Frequently Asked Questions

What is foreign currency hedging?

A foreign exchange hedge is a method used by companies to eliminate their foreign exchange risk resulting from transactions in foreign currencies.

For example: A French factory’s monthly expenses amount to 1 million Euro per month, with monthly sales of 1.1 million USD. At the Euro/Dollar exchange rate of 1.10, the factory exchanges $1.1 million to €1 million and covers its expenses.

But currency rates change every day. If the Euro/Dollar rate changes to 1.05, the factory now receives €954,545 for $1.1 million and is now roughly €45,500 short.

Foreign exchange hedge protects business from these fluctuations. By applying a hedging strategy, businesses can guarantee a fixed exchange rate between two currencies.

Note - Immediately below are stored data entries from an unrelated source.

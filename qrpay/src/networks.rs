//! Built-in chain and token tables.
//!
//! Each chain family gets its own slice so applications can assemble a
//! narrower [`ChainRegistry`](crate::chain::ChainRegistry) when they only
//! accept some of them.

use crate::chain::{ChainFamily, ChainInfo, TokenDefinition, TokenInfo, TokenReference};

/// USDC contract address on Ethereum Mainnet.
pub const USDC_ETHEREUM: &str = "0xA0b86991c6218b36c1d19D4a2e9Eb0cE3606eB48";

/// USDT contract address on Ethereum Mainnet.
pub const USDT_ETHEREUM: &str = "0xdAC17F958D2ee523a2206206994597C13D831ec7";

/// USDC contract address on Polygon Mainnet.
pub const USDC_POLYGON: &str = "0x3c499c542cEF5E3811e1192ce70d8cC03d5c3359";

/// USDT contract address on Polygon Mainnet.
pub const USDT_POLYGON: &str = "0xc2132D05D31c914a87C6611C10748AEb04B58e8F";

/// USDC SPL mint on Solana mainnet.
pub const USDC_SOLANA: &str = "EPjFWdd5AufqSSqeM2qN1xzybapC8G4wEGGkZwyTDt1v";

/// USDT SPL mint on Solana mainnet.
pub const USDT_SOLANA: &str = "Es9vMFrzaCERmJfrF4H2FYD4KCoNkY11McCe8BenwNYB";

/// USDM (Mehen) policy id on Cardano mainnet.
pub const USDM_CARDANO_POLICY: &str = "c48cbb3d5e57ed56e276bc45f99ab39abe94e6cd7ac39fb402da47ad";

/// Default decimals for fiat-backed stablecoins.
pub const STABLECOIN_DECIMALS: u8 = 6;

/// EVM chains: Ethereum and Polygon.
pub static EVM_CHAINS: &[ChainInfo] = &[
    ChainInfo {
        id: "ethereum",
        family: ChainFamily::Evm,
        tokens: &[
            TokenInfo {
                symbol: "ETH",
                definition: TokenDefinition::native(18),
            },
            TokenInfo {
                symbol: "USDC",
                definition: TokenDefinition::token(
                    TokenReference::ContractAddress(USDC_ETHEREUM),
                    STABLECOIN_DECIMALS,
                ),
            },
            TokenInfo {
                symbol: "USDT",
                definition: TokenDefinition::token(
                    TokenReference::ContractAddress(USDT_ETHEREUM),
                    STABLECOIN_DECIMALS,
                ),
            },
        ],
    },
    ChainInfo {
        id: "polygon",
        family: ChainFamily::Evm,
        tokens: &[
            TokenInfo {
                symbol: "MATIC",
                definition: TokenDefinition::native(18),
            },
            TokenInfo {
                symbol: "USDC",
                definition: TokenDefinition::token(
                    TokenReference::ContractAddress(USDC_POLYGON),
                    STABLECOIN_DECIMALS,
                ),
            },
            TokenInfo {
                symbol: "USDT",
                definition: TokenDefinition::token(
                    TokenReference::ContractAddress(USDT_POLYGON),
                    STABLECOIN_DECIMALS,
                ),
            },
        ],
    },
];

/// Bitcoin mainnet. Only the native coin is payable.
pub static BITCOIN_CHAINS: &[ChainInfo] = &[ChainInfo {
    id: "bitcoin",
    family: ChainFamily::Bitcoin,
    tokens: &[TokenInfo {
        symbol: "BTC",
        definition: TokenDefinition::native(8),
    }],
}];

/// Cardano mainnet.
///
/// Native ADA is requested in whole ADA, so it carries zero decimals.
pub static CARDANO_CHAINS: &[ChainInfo] = &[ChainInfo {
    id: "cardano",
    family: ChainFamily::Cardano,
    tokens: &[
        TokenInfo {
            symbol: "ADA",
            definition: TokenDefinition::native(0),
        },
        TokenInfo {
            symbol: "USDM",
            definition: TokenDefinition::token(
                TokenReference::PolicyId(USDM_CARDANO_POLICY),
                STABLECOIN_DECIMALS,
            ),
        },
    ],
}];

/// Solana mainnet.
pub static SOLANA_CHAINS: &[ChainInfo] = &[ChainInfo {
    id: "solana",
    family: ChainFamily::Solana,
    tokens: &[
        TokenInfo {
            symbol: "SOL",
            definition: TokenDefinition::native(9),
        },
        TokenInfo {
            symbol: "USDC",
            definition: TokenDefinition::token(
                TokenReference::Address(USDC_SOLANA),
                STABLECOIN_DECIMALS,
            ),
        },
        TokenInfo {
            symbol: "USDT",
            definition: TokenDefinition::token(
                TokenReference::Address(USDT_SOLANA),
                STABLECOIN_DECIMALS,
            ),
        },
    ],
}];
//! Axum route handlers for the job API.
//!
//! Clients submit text with `POST /start_job`, poll `GET /status/{job_id}`,
//! and fetch the finished QR code from `GET /result/{job_id}`.

use std::net::IpAddr;

use axum::Json;
use axum::extract::rejection::JsonRejection;
use axum::extract::{Path, State};
use axum::http::StatusCode;
use axum::response::{IntoResponse, Response};
use axum::routing::{get, post};
use qrpay::job::{Capacity, JobError, JobId, JobOrchestrator, JobOutcome, JobStatus, JobStatusView};
use serde::{Deserialize, Serialize};
use serde_json::{Value, json};

use crate::error::ServerError;

/// Shared application state.
#[derive(Debug, Clone)]
pub struct AppState {
    /// Job orchestrator backing every route.
    pub jobs: JobOrchestrator,
    /// Address the server is bound to, reported by `/config`.
    pub host: IpAddr,
    /// Port the server is bound to, reported by `/config`.
    pub port: u16,
}

/// `POST /start_job` request body.
#[derive(Debug, Deserialize)]
pub struct StartJobRequest {
    /// Natural-language payment request.
    #[serde(default)]
    pub input: Option<String>,
}

/// `POST /start_job` response body.
#[derive(Debug, Serialize)]
pub struct StartJobResponse {
    /// Identifier to poll with.
    pub job_id: JobId,
    /// Always `processing`.
    pub status: JobStatus,
}

fn parse_job_id(raw: &str) -> Result<JobId, ServerError> {
    raw.parse().map_err(|_| ServerError::Job(JobError::NotFound))
}

/// `POST /start_job` - Submits a payment request for background processing.
///
/// # Errors
///
/// Returns 400 if the body has no non-empty `input` string.
pub async fn start_job(
    State(state): State<AppState>,
    body: Result<Json<StartJobRequest>, JsonRejection>,
) -> Result<Json<StartJobResponse>, ServerError> {
    let input = body
        .ok()
        .and_then(|Json(req)| req.input)
        .filter(|input| !input.is_empty())
        .ok_or(ServerError::MissingInput)?;

    let job_id = state.jobs.submit(input);
    Ok(Json(StartJobResponse {
        job_id,
        status: JobStatus::Processing,
    }))
}

/// `GET /status/{job_id}` - Returns `{status, error?}`.
///
/// # Errors
///
/// Returns 404 for unknown or expired jobs.
pub async fn get_status(
    State(state): State<AppState>,
    Path(job_id): Path<String>,
) -> Result<Json<JobStatusView>, ServerError> {
    let id = parse_job_id(&job_id)?;
    Ok(Json(state.jobs.status(&id)?))
}

/// `GET /result/{job_id}` - Returns the payment QR once the job completes.
///
/// 202 while processing, 500 with the stored message if it failed.
///
/// # Errors
///
/// Returns 404 for unknown or expired jobs.
pub async fn get_result(
    State(state): State<AppState>,
    Path(job_id): Path<String>,
) -> Result<Response, ServerError> {
    let id = parse_job_id(&job_id)?;
    match state.jobs.result(&id)? {
        JobOutcome::Pending => Ok((
            StatusCode::ACCEPTED,
            Json(json!({ "status": JobStatus::Processing })),
        )
            .into_response()),
        JobOutcome::Completed(qr) => Ok(Json(qr.as_ref()).into_response()),
        JobOutcome::Failed(message) => Err(ServerError::JobFailed(message)),
    }
}

/// `GET /availability` - Advisory load snapshot.
pub async fn get_availability(State(state): State<AppState>) -> Json<Capacity> {
    Json(state.jobs.capacity())
}

/// `GET /input_schema` - Describes the `POST /start_job` body.
pub async fn get_input_schema() -> Json<Value> {
    Json(json!({
        "type": "object",
        "properties": {
            "input": {
                "type": "string",
                "description": "Natural language input describing the payment, including amount, \
                    token, chain and recipient address (e.g., \"Generate a QR code for 0.05 ETH \
                    on ethereum to 0x123... with label 'Consulting'\")",
                "required": true
            }
        }
    }))
}

/// `GET /config` - Reports the bound host and port.
pub async fn get_config(State(state): State<AppState>) -> Json<Value> {
    Json(json!({ "port": state.port, "host": state.host }))
}

/// `GET /health` - Liveness probe.
pub async fn health() -> Json<Value> {
    Json(json!({
        "status": "ok",
        "version": env!("CARGO_PKG_VERSION"),
    }))
}

/// Creates an Axum [`axum::Router`] with all job endpoints.
///
/// Endpoints:
/// - `POST /start_job` - submit a payment request
/// - `GET /status/{job_id}` - poll job status
/// - `GET /result/{job_id}` - fetch the finished result
/// - `GET /availability` - advisory capacity
/// - `GET /input_schema` - request schema
/// - `GET /config` - bound host and port
/// - `GET /health` - liveness
pub fn app_router(state: AppState) -> axum::Router {
    axum::Router::new()
        .route("/start_job", post(start_job))
        .route("/status/{job_id}", get(get_status))
        .route("/result/{job_id}", get(get_result))
        .route("/availability", get(get_availability))
        .route("/input_schema", get(get_input_schema))
        .route("/config", get(get_config))
        .route("/health", get(health))
        .with_state(state)
}

#[cfg(test)]
mod tests {
    use std::net::Ipv4Addr;
    use std::time::Duration;

    use axum::body::Body;
    use axum::http::{Request, header};
    use qrpay::chain::ChainRegistry;
    use qrpay::job::JobConfig;
    use qrpay::pipeline::PaymentRequestPipeline;
    use qrpay::render::PassthroughRenderer;
    use tower::ServiceExt;

    use super::*;

    const VALID: &str =
        r#"send 0.05 ETH to 0x1111111111111111111111111111111111111111 on ethereum labeled "Test""#;

    fn router() -> axum::Router {
        let pipeline = PaymentRequestPipeline::new(ChainRegistry::builtin(), PassthroughRenderer);
        app_router(AppState {
            jobs: JobOrchestrator::new(pipeline, JobConfig::default()),
            host: IpAddr::V4(Ipv4Addr::LOCALHOST),
            port: 8080,
        })
    }

    async fn send(app: &axum::Router, request: Request<Body>) -> (StatusCode, Value) {
        let response = app.clone().oneshot(request).await.unwrap();
        let status = response.status();
        let bytes = axum::body::to_bytes(response.into_body(), usize::MAX)
            .await
            .unwrap();
        (status, serde_json::from_slice(&bytes).unwrap_or(Value::Null))
    }

    fn get_req(uri: &str) -> Request<Body> {
        Request::get(uri).body(Body::empty()).unwrap()
    }

    fn start_req(body: &Value) -> Request<Body> {
        Request::post("/start_job")
            .header(header::CONTENT_TYPE, "application/json")
            .body(Body::from(body.to_string()))
            .unwrap()
    }

    async fn poll_result(app: &axum::Router, id: &str) -> (StatusCode, Value) {
        for _ in 0..200 {
            let (status, body) = send(app, get_req(&format!("/result/{id}"))).await;
            if status != StatusCode::ACCEPTED {
                return (status, body);
            }
            assert_eq!(body, json!({ "status": "processing" }));
            tokio::time::sleep(Duration::from_millis(5)).await;
        }
        panic!("job {id} did not finish");
    }

    #[tokio::test]
    async fn test_job_lifecycle_success() {
        let app = router();
        let (status, body) = send(&app, start_req(&json!({ "input": VALID }))).await;
        assert_eq!(status, StatusCode::OK);
        assert_eq!(body["status"], "processing");
        let id = body["job_id"].as_str().unwrap().to_owned();

        let (status, body) = poll_result(&app, &id).await;
        assert_eq!(status, StatusCode::OK);
        assert_eq!(
            body["uri"],
            "ethereum:0x1111111111111111111111111111111111111111?value=50000000000000000&label=Test"
        );
        assert_eq!(body["params"]["tokenInfo"]["isNative"], true);
        assert!(body["qrCodeImage"].is_string());

        let (status, body) = send(&app, get_req(&format!("/status/{id}"))).await;
        assert_eq!(status, StatusCode::OK);
        assert_eq!(body, json!({ "status": "completed" }));
    }

    #[tokio::test]
    async fn test_job_lifecycle_failure() {
        let app = router();
        let input = "send 1 BTC to 0x1111111111111111111111111111111111111111 on ethereum";
        let (_, body) = send(&app, start_req(&json!({ "input": input }))).await;
        let id = body["job_id"].as_str().unwrap().to_owned();

        let (status, body) = poll_result(&app, &id).await;
        assert_eq!(status, StatusCode::INTERNAL_SERVER_ERROR);
        assert_eq!(
            body,
            json!({ "error": "Processing failed: BTC is not supported on ethereum" })
        );

        let (_, body) = send(&app, get_req(&format!("/status/{id}"))).await;
        assert_eq!(body["status"], "failed");
        assert_eq!(body["error"], "Processing failed: BTC is not supported on ethereum");
    }

    #[tokio::test]
    async fn test_missing_input_is_rejected() {
        let app = router();
        for body in [json!({}), json!({ "input": "" }), json!({ "input": 5 })] {
            let (status, body) = send(&app, start_req(&body)).await;
            assert_eq!(status, StatusCode::BAD_REQUEST);
            assert_eq!(body, json!({ "error": "Input is required" }));
        }

        let request = Request::post("/start_job").body(Body::empty()).unwrap();
        let (status, _) = send(&app, request).await;
        assert_eq!(status, StatusCode::BAD_REQUEST);
    }

    #[tokio::test]
    async fn test_unknown_jobs_are_not_found() {
        let app = router();
        let unknown = JobId::new().to_string();
        for uri in [
            format!("/status/{unknown}"),
            format!("/result/{unknown}"),
            "/status/not-a-job".to_owned(),
        ] {
            let (status, body) = send(&app, get_req(&uri)).await;
            assert_eq!(status, StatusCode::NOT_FOUND, "{uri}");
            assert_eq!(body, json!({ "error": "Job not found" }));
        }
    }

    #[tokio::test]
    async fn test_availability_counts_jobs() {
        let app = router();
        let (_, body) = send(&app, get_req("/availability")).await;
        assert_eq!(
            body,
            json!({ "available": true, "current_jobs": 0, "max_jobs": 10 })
        );

        send(&app, start_req(&json!({ "input": "nonsense" }))).await;
        let (_, body) = send(&app, get_req("/availability")).await;
        assert_eq!(body["current_jobs"], 1);
    }

    #[tokio::test]
    async fn test_static_endpoints() {
        let app = router();
        let (_, body) = send(&app, get_req("/config")).await;
        assert_eq!(body, json!({ "port": 8080, "host": "127.0.0.1" }));

        let (_, body) = send(&app, get_req("/health")).await;
        assert_eq!(body["status"], "ok");

        let (_, body) = send(&app, get_req("/input_schema")).await;
        assert_eq!(body["properties"]["input"]["type"], "string");
    }
}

Is there a cost for hedging?

Similar to buying insurance, there is premium for guaranteeing an exchange rate. Depending on the currencies and rates, this cost varies. Zero-cost hedging is possible but carries a risk and the expression ‘there is no free lunch’ is highly applicable in this case

Who do businesses pay to hedge currency?

Businesses deal (via consultants or directly) with banks to conduct foreign currency hedging deals.

What are currency hedging consultants?

Currency hedging consults provide strategies and tactics for eliminating foreign exchange risk. Their goal is to eliminate risk at the lowest cost. Good consultants:
1. Plan according to the business’ upcoming currency flows
2. Design the most appropriate hedging strategy
3. Negotiate with banks for better buy/sell spreads.